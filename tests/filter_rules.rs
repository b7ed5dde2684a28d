mod common;
use crate::common::init_tracing;

use sumwatch::watch::filter::{Classification, EventFilter, SkipReason};
use sumwatch_test_utils::builders::ConfigFileBuilder;

fn default_filter() -> EventFilter {
    let cfg = ConfigFileBuilder::new().watch_dir("/drop").build();
    EventFilter::from_config(&cfg).unwrap()
}

#[test]
fn transport_lock_and_os_artifacts_are_skipped() {
    init_tracing();
    let filter = default_filter();

    assert_eq!(
        filter.classify(".davfs.lock"),
        Classification::Skip(SkipReason::IgnoredPrefix(".davfs.".to_string()))
    );
    assert_eq!(
        filter.classify("._resource"),
        Classification::Skip(SkipReason::IgnoredPrefix("._".to_string()))
    );
    assert_eq!(
        filter.classify("report.sha256"),
        Classification::Skip(SkipReason::SidecarFile)
    );
    assert_eq!(
        filter.classify("report.txt.sha256"),
        Classification::Skip(SkipReason::SidecarFile)
    );
    assert_eq!(
        filter.classify("Thumbs.db"),
        Classification::Skip(SkipReason::SystemArtifact)
    );
    assert_eq!(
        filter.classify(".DS_Store"),
        Classification::Skip(SkipReason::SystemArtifact)
    );
}

#[test]
fn ordinary_names_are_processed() {
    let filter = default_filter();

    for name in ["report.txt", "archive.tar.gz", "sha256", ".hidden", "thumbs.db", "x.sha2560"] {
        assert!(
            filter.classify(name).is_process(),
            "{name} should be processed"
        );
    }
}

#[test]
fn artifact_names_match_exactly_not_as_substrings() {
    let filter = default_filter();

    assert!(filter.classify("my.DS_Store.bak").is_process());
    assert!(filter.classify("Thumbs.db.txt").is_process());
}

#[test]
fn path_like_or_empty_names_are_rejected() {
    let filter = default_filter();

    for name in ["", ".", "..", "sub/file.txt", "..\\evil"] {
        assert_eq!(
            filter.classify(name),
            Classification::Skip(SkipReason::InvalidName),
            "{name:?}"
        );
    }
}

#[test]
fn custom_extension_prefixes_and_globs() {
    let cfg = ConfigFileBuilder::new()
        .watch_dir("/drop")
        .sidecar_extension(".md5sum")
        .ignore_prefix("~$")
        .ignore_name("desktop.ini")
        .ignore_glob("*.part")
        .build();
    let filter = EventFilter::from_config(&cfg).unwrap();

    assert_eq!(
        filter.classify("data.bin.md5sum"),
        Classification::Skip(SkipReason::SidecarFile)
    );
    // With a different extension, `.sha256` files are ordinary files.
    assert!(filter.classify("data.bin.sha256").is_process());
    assert_eq!(
        filter.classify("~$report.docx"),
        Classification::Skip(SkipReason::IgnoredPrefix("~$".to_string()))
    );
    assert_eq!(
        filter.classify("desktop.ini"),
        Classification::Skip(SkipReason::SystemArtifact)
    );
    assert_eq!(
        filter.classify("upload.bin.part"),
        Classification::Skip(SkipReason::IgnoredPattern)
    );
    assert!(filter.classify("upload.bin").is_process());
}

--

## Work to complete
Write the listing out again so that nothing in it differs from the original.

## Solution for this exercise
filename tests/filter_rules.rs
repository b7ed5dde2684a28d
mod common;
use crate::common::init_tracing;

use sumwatch::watch::filter::{Classification, EventFilter, SkipReason};
use sumwatch_test_utils::builders::ConfigFileBuilder;

fn default_filter() -> EventFilter {
    let cfg = ConfigFileBuilder::new().watch_dir("/drop").build();
    EventFilter::from_config(&cfg).unwrap()
}

#[test]
fn transport_lock_and_os_artifacts_are_skipped() {
    init_tracing();
    let filter = default_filter();

    assert_eq!(
        filter.classify(".davfs.lock"),
        Classification::Skip(SkipReason::IgnoredPrefix(".davfs.".to_string()))
    );
    assert_eq!(
        filter.classify("._resource"),
        Classification::Skip(SkipReason::IgnoredPrefix("._".to_string()))
    );
    assert_eq!(
        filter.classify("report.sha256"),
        Classification::Skip(SkipReason::SidecarFile)
    );
    assert_eq!(
        filter.classify("report.txt.sha256"),
        Classification::Skip(SkipReason::SidecarFile)
    );
    assert_eq!(
        filter.classify("Thumbs.db"),
        Classification::Skip(SkipReason::SystemArtifact)
    );
    assert_eq!(
        filter.classify(".DS_Store"),
        Classification::Skip(SkipReason::SystemArtifact)
    );
}

#[test]
fn ordinary_names_are_processed() {
    let filter = default_filter();

    for name in ["report.txt", "archive.tar.gz", "sha256", ".hidden", "thumbs.db", "x.sha2560"] {
        assert!(
            filter.classify(name).is_process(),
            "{name} should be processed"
        );
    }
}

#[test]
fn artifact_names_match_exactly_not_as_substrings() {
    let filter = default_filter();

    assert!(filter.classify("my.DS_Store.bak").is_process());
    assert!(filter.classify("Thumbs.db.txt").is_process());
}

#[test]
fn path_like_or_empty_names_are_rejected() {
    let filter = default_filter();

    for name in ["", ".", "..", "sub/file.txt", "..\\evil"] {
        assert_eq!(
            filter.classify(name),
            Classification::Skip(SkipReason::InvalidName),
            "{name:?}"
        );
    }
}

#[test]
fn custom_extension_prefixes_and_globs() {
    let cfg = ConfigFileBuilder::new()
        .watch_dir("/drop")
        .sidecar_extension(".md5sum")
        .ignore_prefix("~$")
        .ignore_name("desktop.ini")
        .ignore_glob("*.part")
        .build();
    let filter = EventFilter::from_config(&cfg).unwrap();

    assert_eq!(
        filter.classify("data.bin.md5sum"),
        Classification::Skip(SkipReason::SidecarFile)
    );
    // With a different extension, `.sha256` files are ordinary files.
    assert!(filter.classify("data.bin.sha256").is_process());
    assert_eq!(
        filter.classify("~$report.docx"),
        Classification::Skip(SkipReason::IgnoredPrefix("~$".to_string()))
    );
    assert_eq!(
        filter.classify("desktop.ini"),
        Classification::Skip(SkipReason::SystemArtifact)
    );
    assert_eq!(
        filter.classify("upload.bin.part"),
        Classification::Skip(SkipReason::IgnoredPattern)
    );
    assert!(filter.classify("upload.bin").is_process());
}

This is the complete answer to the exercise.